Let $C$ be a compact convex set in $\mathbb R^n$ that intersects the strictly positive orthant $\mathbb R_+^n$. Does $C\cap \mathbb R_+^n$ have to contain a point $x$ such that some vector $v\in\mathbb R_+^n$ is normal to $C$ at $x$?
Here, a vector $v$ is normal to a convex set $C$ at $x$ iff for all $y\in C$, $\langle v,y \rangle\le \langle v,x\rangle$.
While fedja gave an answer in the comments, here is a different approach that yields a more general answer (the non-negative orthant is self-dual).
Proposition: Let $C\subseteq \mathbb R^n$ be a compact convex set that meets some closed convex cone $K$. Then $C\cap K$ contains a point with a non-zero normal in the dual of $K$. If $C$ meets the interior of $K$ and the dual of $K$ has non-empty interior, then the point can be taken to have a non-zero normal in the interior of the dual of $K$.
Proof: Suppose $K=\{ z : \left< x,z \right> \ge 0 \text{ for all }x\in A \}$ for a countable set $A$ (this works for any separable Banach space). Let $B$ be the basis of the largest linear space contained in $K$. Thus if $\left< x,z \right> = 0$ for all $x\in A\cup B$, then $z=0$.
Enumerate $A\cup B=\{a_1,a_2,\dots\}$. Define the sequence of non-empty compact sets $C_i$ by letting $C_0 = C\cap K$ and $C_i$ be the set of points of $C_{i-1}$ that maximize $\left< a_i, \cdot \right>$. Fix $z\in\bigcup_i C_i$.

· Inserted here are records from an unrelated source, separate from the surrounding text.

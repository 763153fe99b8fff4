#![forbid(unsafe_code)]

//! Hosted content.

use dockspan_core::event::ElementId;
use dockspan_core::geometry::Size;

use crate::error::ContentResizeError;

/// The element a panel wraps.
///
/// Only `element_id` and `client_size` are required; everything else has a
/// neutral default.
pub trait PanelContent {
    /// Element identity, recorded in saved state.
    fn element_id(&self) -> ElementId;

    /// Natural size of the element before it is docked.
    fn client_size(&self) -> Size;

    /// Caption data attribute; overrides the constructor title when present.
    fn caption(&self) -> Option<String> {
        None
    }

    /// Icon data attribute.
    fn icon(&self) -> Option<String> {
        None
    }

    /// Resize hook. `height` excludes the title bar.
    fn resize(&mut self, width: f64, height: f64) -> Result<(), ContentResizeError> {
        let _ = (width, height);
        Ok(())
    }
}

/// Empty element used as the stand-in while the real panel is maximized.
#[derive(Debug, Clone, Copy)]
pub struct PlaceholderContent {
    element: ElementId,
}

impl PlaceholderContent {
    #[must_use]
    pub fn new() -> Self {
        Self {
            element: ElementId::fresh(),
        }
    }
}

impl Default for PlaceholderContent {
    fn default() -> Self {
        Self::new()
    }
}

impl PanelContent for PlaceholderContent {
    fn element_id(&self) -> ElementId {
        self.element
    }

    fn client_size(&self) -> Size {
        Size::default()
    }
}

I claim that $C\cap (z+K) = \{ z \}$. For suppose $w \in K$ and $z+w \in C\cap (z+K)$. The maximality conditions imply that $\left< a_i, w \right>\le 0$ for all $i$. Hence $w=0$.
Let $H$ be a separating closed half-space with $z$ on its boundary that contains $C$ and the closure of whose complement contains $z+K$. The outward normal of $H$ is then in the dual of $K$.
Now suppose $C$ meets the interior of $K$ at some point $z_0$ and $K^*$ has non-empty interior. Let $K_\epsilon$ be an $\epsilon$-widened closed convex cone, e.g., the cone generated by the compact set $(K\cap H)+\bar B(0;\epsilon)$ (Minkowski sum) where $H$ is a hyperplane through a point in the interior of $K^*$ and normal to the vector from the origin to that point. Then for sufficiently small $\epsilon>0$, $C\cap (z_0+K_\epsilon) \subseteq C\cap \operatorname{Int} K$. Applying the already proved part to $-z_0+C$ and $K_\epsilon$, we get a point $z$ in $C$ with a non-zero normal in $(K_\epsilon)^*$. But $\operatorname{Int} (K^*) \supseteq (K_\epsilon)^* \backslash \{ 0 \}$.